# [Data section]
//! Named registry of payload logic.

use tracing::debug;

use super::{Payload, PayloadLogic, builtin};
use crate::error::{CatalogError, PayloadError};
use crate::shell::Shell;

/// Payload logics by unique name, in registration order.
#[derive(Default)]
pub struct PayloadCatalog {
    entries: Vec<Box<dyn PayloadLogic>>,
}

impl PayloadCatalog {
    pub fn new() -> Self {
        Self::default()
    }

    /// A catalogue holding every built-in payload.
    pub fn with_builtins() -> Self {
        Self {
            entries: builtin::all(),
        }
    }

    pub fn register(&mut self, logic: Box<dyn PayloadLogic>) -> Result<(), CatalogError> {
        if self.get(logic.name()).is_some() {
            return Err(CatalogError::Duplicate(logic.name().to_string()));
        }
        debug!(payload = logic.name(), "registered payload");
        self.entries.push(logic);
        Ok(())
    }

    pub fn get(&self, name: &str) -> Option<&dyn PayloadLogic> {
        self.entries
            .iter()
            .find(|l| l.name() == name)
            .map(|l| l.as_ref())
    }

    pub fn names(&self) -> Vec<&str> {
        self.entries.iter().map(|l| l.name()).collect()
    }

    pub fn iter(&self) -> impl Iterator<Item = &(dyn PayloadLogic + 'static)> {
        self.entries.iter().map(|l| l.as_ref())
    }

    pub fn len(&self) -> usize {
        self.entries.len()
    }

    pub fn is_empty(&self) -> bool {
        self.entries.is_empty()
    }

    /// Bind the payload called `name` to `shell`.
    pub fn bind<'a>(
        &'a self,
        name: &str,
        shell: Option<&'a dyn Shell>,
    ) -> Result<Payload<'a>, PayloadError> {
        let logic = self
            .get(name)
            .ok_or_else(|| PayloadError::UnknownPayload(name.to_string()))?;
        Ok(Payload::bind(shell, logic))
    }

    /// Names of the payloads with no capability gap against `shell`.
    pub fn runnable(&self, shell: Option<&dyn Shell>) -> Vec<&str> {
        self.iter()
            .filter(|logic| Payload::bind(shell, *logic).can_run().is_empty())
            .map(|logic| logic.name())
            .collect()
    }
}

# [What you will do]
Extract the listing in its entirety and repeat it exactly.

# [Response to this exercise]
//! Named registry of payload logic.

use tracing::debug;

use super::{Payload, PayloadLogic, builtin};
use crate::error::{CatalogError, PayloadError};
use crate::shell::Shell;

/// Payload logics by unique name, in registration order.
#[derive(Default)]
pub struct PayloadCatalog {
    entries: Vec<Box<dyn PayloadLogic>>,
}

impl PayloadCatalog {
    pub fn new() -> Self {
        Self::default()
    }

    /// A catalogue holding every built-in payload.
    pub fn with_builtins() -> Self {
        Self {
            entries: builtin::all(),
        }
    }

    pub fn register(&mut self, logic: Box<dyn PayloadLogic>) -> Result<(), CatalogError> {
        if self.get(logic.name()).is_some() {
            return Err(CatalogError::Duplicate(logic.name().to_string()));
        }
        debug!(payload = logic.name(), "registered payload");
        self.entries.push(logic);
        Ok(())
    }

    pub fn get(&self, name: &str) -> Option<&dyn PayloadLogic> {
        self.entries
            .iter()
            .find(|l| l.name() == name)
            .map(|l| l.as_ref())
    }

    pub fn names(&self) -> Vec<&str> {
        self.entries.iter().map(|l| l.name()).collect()
    }

    pub fn iter(&self) -> impl Iterator<Item = &(dyn PayloadLogic + 'static)> {
        self.entries.iter().map(|l| l.as_ref())
    }

    pub fn len(&self) -> usize {
        self.entries.len()
    }

    pub fn is_empty(&self) -> bool {
        self.entries.is_empty()
    }

    /// Bind the payload called `name` to `shell`.
    pub fn bind<'a>(
        &'a self,
        name: &str,
        shell: Option<&'a dyn Shell>,
    ) -> Result<Payload<'a>, PayloadError> {
        let logic = self
            .get(name)
            .ok_or_else(|| PayloadError::UnknownPayload(name.to_string()))?;
        Ok(Payload::bind(shell, logic))
    }

    /// Names of the payloads with no capability gap against `shell`.
    pub fn runnable(&self, shell: Option<&dyn Shell>) -> Vec<&str> {
        self.iter()
            .filter(|logic| Payload::bind(shell, *logic).can_run().is_empty())
            .map(|logic| logic.name())
            .collect()
    }
}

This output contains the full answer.